ASSIGNMENT: The count of lines below that include the string "PullRequest" is the whole answer; write it alone.

RECORDS SUPPLIED:
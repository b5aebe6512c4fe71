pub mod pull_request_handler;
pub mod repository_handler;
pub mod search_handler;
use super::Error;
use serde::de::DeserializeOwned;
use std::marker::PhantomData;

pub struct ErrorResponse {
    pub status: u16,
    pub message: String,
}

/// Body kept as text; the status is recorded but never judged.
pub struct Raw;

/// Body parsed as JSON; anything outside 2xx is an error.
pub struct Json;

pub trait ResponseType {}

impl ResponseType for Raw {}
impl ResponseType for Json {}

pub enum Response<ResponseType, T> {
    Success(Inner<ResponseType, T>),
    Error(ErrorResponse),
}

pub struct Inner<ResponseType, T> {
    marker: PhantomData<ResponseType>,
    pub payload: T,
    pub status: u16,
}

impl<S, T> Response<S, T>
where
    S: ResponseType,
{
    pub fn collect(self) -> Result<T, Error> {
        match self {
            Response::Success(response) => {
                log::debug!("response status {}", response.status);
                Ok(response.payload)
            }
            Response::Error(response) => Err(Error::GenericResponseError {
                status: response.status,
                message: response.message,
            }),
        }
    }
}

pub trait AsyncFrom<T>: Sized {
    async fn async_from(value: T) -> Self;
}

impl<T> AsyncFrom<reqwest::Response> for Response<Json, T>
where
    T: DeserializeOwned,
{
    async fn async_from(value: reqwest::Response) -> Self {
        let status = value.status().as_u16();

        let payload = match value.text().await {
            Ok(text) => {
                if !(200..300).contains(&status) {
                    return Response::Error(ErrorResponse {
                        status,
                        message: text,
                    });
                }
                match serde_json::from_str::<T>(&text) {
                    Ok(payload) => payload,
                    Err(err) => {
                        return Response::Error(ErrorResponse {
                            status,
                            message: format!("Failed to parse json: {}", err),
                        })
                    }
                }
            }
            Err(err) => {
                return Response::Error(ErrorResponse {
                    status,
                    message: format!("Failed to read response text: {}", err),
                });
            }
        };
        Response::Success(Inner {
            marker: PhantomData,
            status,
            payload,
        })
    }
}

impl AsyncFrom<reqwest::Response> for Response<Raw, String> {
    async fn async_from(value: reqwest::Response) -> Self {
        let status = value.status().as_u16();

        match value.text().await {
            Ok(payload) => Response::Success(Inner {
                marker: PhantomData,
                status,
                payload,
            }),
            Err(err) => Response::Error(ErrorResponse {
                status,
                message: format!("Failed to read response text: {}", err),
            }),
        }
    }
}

* * *

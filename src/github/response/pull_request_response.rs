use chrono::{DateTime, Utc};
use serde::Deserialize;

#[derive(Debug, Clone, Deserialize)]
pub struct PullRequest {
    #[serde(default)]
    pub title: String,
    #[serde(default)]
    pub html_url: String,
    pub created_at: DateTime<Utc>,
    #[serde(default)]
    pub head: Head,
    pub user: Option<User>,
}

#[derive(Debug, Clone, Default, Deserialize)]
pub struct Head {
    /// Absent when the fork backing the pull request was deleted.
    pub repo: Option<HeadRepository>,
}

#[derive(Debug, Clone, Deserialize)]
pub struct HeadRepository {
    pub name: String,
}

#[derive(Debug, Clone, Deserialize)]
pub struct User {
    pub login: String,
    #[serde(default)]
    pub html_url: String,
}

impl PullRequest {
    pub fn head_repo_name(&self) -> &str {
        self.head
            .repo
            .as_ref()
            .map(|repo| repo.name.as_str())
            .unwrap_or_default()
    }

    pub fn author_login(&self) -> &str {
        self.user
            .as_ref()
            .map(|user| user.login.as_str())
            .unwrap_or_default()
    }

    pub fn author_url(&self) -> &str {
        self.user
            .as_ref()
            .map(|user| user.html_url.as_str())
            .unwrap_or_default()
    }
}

--

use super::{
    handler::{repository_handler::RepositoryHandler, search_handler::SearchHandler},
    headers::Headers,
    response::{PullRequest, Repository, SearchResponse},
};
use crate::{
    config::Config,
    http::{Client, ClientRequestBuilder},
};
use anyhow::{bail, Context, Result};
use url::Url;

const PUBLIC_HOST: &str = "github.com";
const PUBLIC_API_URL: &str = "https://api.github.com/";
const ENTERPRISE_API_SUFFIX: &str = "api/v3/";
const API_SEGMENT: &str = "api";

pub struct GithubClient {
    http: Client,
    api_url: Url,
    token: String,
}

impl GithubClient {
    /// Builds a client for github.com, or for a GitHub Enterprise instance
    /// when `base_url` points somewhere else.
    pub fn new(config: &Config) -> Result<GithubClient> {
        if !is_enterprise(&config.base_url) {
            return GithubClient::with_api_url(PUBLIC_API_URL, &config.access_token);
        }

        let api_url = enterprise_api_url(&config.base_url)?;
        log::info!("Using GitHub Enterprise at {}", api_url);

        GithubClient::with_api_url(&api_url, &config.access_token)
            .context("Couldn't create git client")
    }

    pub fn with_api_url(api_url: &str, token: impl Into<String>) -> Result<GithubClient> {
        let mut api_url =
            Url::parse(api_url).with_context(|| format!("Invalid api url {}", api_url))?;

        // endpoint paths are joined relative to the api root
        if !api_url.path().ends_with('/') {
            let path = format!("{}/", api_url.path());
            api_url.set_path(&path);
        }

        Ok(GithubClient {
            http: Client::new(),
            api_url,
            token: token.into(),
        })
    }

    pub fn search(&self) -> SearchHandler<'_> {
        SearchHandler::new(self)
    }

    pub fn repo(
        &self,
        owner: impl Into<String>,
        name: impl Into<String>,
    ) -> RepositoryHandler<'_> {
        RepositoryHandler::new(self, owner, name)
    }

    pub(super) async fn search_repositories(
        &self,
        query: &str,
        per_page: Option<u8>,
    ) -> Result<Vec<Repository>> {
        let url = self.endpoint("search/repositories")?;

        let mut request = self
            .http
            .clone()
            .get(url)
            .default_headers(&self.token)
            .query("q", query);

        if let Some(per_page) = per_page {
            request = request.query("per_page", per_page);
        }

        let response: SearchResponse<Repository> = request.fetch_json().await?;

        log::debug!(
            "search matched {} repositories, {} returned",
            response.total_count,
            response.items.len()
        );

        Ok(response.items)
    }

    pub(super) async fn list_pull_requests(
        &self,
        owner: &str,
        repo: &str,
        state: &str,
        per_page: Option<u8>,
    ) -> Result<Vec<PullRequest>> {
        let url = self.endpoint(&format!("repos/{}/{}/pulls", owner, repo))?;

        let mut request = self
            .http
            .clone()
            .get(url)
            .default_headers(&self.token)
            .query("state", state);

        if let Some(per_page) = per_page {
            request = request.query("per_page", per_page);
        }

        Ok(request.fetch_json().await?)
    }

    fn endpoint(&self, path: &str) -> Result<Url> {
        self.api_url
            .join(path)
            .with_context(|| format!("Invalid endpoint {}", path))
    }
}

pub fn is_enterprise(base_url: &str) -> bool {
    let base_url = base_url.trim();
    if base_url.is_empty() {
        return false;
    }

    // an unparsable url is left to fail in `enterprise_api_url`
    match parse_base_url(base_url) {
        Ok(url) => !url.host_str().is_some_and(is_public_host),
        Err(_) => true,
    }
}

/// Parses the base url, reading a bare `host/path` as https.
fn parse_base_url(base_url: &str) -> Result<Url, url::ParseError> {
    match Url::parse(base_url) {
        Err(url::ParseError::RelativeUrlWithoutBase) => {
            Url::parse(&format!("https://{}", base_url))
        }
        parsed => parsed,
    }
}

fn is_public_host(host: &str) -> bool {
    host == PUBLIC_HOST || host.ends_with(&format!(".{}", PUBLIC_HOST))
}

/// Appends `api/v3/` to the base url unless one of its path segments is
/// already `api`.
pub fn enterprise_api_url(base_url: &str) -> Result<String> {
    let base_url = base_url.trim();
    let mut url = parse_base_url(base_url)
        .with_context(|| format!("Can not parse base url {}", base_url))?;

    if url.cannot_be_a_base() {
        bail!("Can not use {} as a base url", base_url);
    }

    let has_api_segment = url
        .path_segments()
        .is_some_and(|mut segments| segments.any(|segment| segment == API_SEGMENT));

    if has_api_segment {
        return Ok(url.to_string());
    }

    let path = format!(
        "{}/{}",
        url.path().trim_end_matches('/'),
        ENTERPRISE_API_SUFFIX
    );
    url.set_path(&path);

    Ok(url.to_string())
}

WRITTEN SOLUTION: 4